On Sunday the 9th of July Mr. Wood held service at Maugerville, where he had a congregation of more than two hundred persons but, owing to the fact that the people were chiefly “Dissenters from New England,” he baptized only two infants. He thought, however, if a prudent missionary were settled among them their prejudices against the Church of England would speedily vanish. He speaks in his letter to the S. P. G. of the rising townships of Gagetown, Burton and Maugerville as a most desirable field for a missionary and commends the Indians to the special consideration of the society. After making a call at Morrisania, a little below Fredericton, where two children were baptized, Mr. Wood and his companions proceeded to “Okpaak” which he terms “the farthest settlement upon the River.” He thus describes the reception they met with on their arrival:

“The Chief of the Indians came down to the Landing place and handed us out of our boat, and immediately several of the Indians, who were drawn out on the occasion, discharged a volley of Musketry turned from us, as a signal of receiving their friends. The Chief then welcomed us and introduced us to the other Chiefs, and after inviting us to their Council Chamber, viz. their largest wigwam, conducted us thither, the rest of the Indians following. Just before we arrived we were again saluted with their musketry drawn up as before. After some discourse relative to Monsieur Bailly, the French Priest that Government have thought proper to allow them, finding them uneasy that they had no priest among them for some time past, I told them that the Governor had employed him to go to the Indians to the eastward of Halifax and had sent me to officiate with them in his absence. They then seemed well enough satisfied, and at their desire I began prayers with them in Mickmack, they all kneeling down and behaving very devoutly. The vice concluded with an anthem and the blessing.”

Mr. Wood says that although there were then at Aukpaque Indians of three different tribes, Micmacs, Maliseets and Caribous,[99] they all understood the Micmac language, and he expresses regret that he had not been sent among them two years before, being satisfied that he could have gained their confidence and good will.

The Reverend Thomas Wood closed a laborious and successful ministry of thirty years at Annapolis, where he died December 14, 1778.

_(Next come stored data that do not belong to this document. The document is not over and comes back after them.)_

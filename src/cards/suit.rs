use std::fmt::{Display, Formatter, Result};

#[derive(Debug, Clone, Copy, Hash, PartialEq, Eq, PartialOrd, Ord)]
pub enum Suit {
    Club = 0,
    Diamond = 1,
    Heart = 2,
    Spade = 3,
}

impl From<u8> for Suit {
    fn from(n: u8) -> Suit {
        match n {
            0 => Suit::Club,
            1 => Suit::Diamond,
            2 => Suit::Heart,
            3 => Suit::Spade,
            _ => panic!("invalid suit index {n}"),
        }
    }
}

impl From<Suit> for u8 {
    fn from(s: Suit) -> u8 {
        s as u8
    }
}

impl TryFrom<char> for Suit {
    type Error = crate::error::CardError;
    fn try_from(c: char) -> std::result::Result<Self, Self::Error> {
        match c.to_ascii_lowercase() {
            'c' => Ok(Suit::Club),
            'd' => Ok(Suit::Diamond),
            'h' => Ok(Suit::Heart),
            's' => Ok(Suit::Spade),
            _ => Err(crate::error::CardError::InvalidCard(c.to_string())),
        }
    }
}

impl Display for Suit {
    fn fmt(&self, f: &mut Formatter) -> Result {
        write!(
            f,
            "{}",
            match self {
                Suit::Club => "c",
                Suit::Diamond => "d",
                Suit::Heart => "h",
                Suit::Spade => "s",
            }
        )
    }
}
pub mod action;
pub mod dataset;
pub mod history;
pub mod infoset;
pub mod solver;
pub mod strategy;

pub use action::Action;
pub use dataset::Dataset;
pub use history::{canonical_key, History, PostflopHistory, PreflopHistory};
pub use solver::Solver;
pub use strategy::Strategy;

Some account has already been given, in the chapter descriptive of the progress of the settlement at Maugerville, of the first religious teachers in that locality, Messrs. Wellman, Webster and Zephaniah Briggs. We shall have something more to say of their first resident minister, the Rev’d. Seth Noble, when we come to deal with events on the river at the time of the American Revolution. As already stated the first Protestant church on the river was erected at Maugerville in the year 1775. This building was at first placed on a lot the title of which was afterwards in dispute, and regarding the possession of which there was rather a bitter quarrel between the old inhabitants and the Loyalists. In consequence the 257 building was removed to the lot in Sheffield where the Congregational Church now stands. An interesting account of this incident is given in the narrative of the Rev. Joshua Marsden, a Methodist pioneer missionary on the St. John river, who says:—

“The Presbyterian [i. e. Congregational] chapel at Sheffield, was a church-like building of frame-work, with a spire steeple and a spacious gallery. This chapel had been drawn down upon the ice of the river more than five miles: it had first been erected at Maugerville, upon a litigated lot of land, which the society, not choosing to bring to the issue of a law-suit, they determined to remove the chapel bodily to their own glebe, five miles lower down the river. The whole settlement, men, horses and more than one hundred yoke of oxen, were present to assist in this more than herculean enterprise. The chapel was raised from its stone foundation by immense lever screws. Prodigious beams of timber were then introduced under the whole length of the building; into these were driven large staples, to which the oxen were yoked with strong chains of iron. When all things were ready for a movement, at a given signal, each man standing by his horse or oxen, this great building, capable of holding eight hundred persons, was drawn along and down the bank of the river to its appointed place, where another foundation having been prepared, it was again raised by levers upon it with very little damage. Not a single pew in the gallery or bottom having been removed in the process. In this emigrated chapel, I had the satisfaction of preaching the gospel of the kingdom to a large congregation. Perhaps you will wonder how the ice of this mighty river bore upon its bosom so ponderous a body; but your surprise will cease when I inform you that in the depth of winter, it is from two to three feet in thickness, making a bridge of aqueous crystal capable almost of bearing up a whole town.”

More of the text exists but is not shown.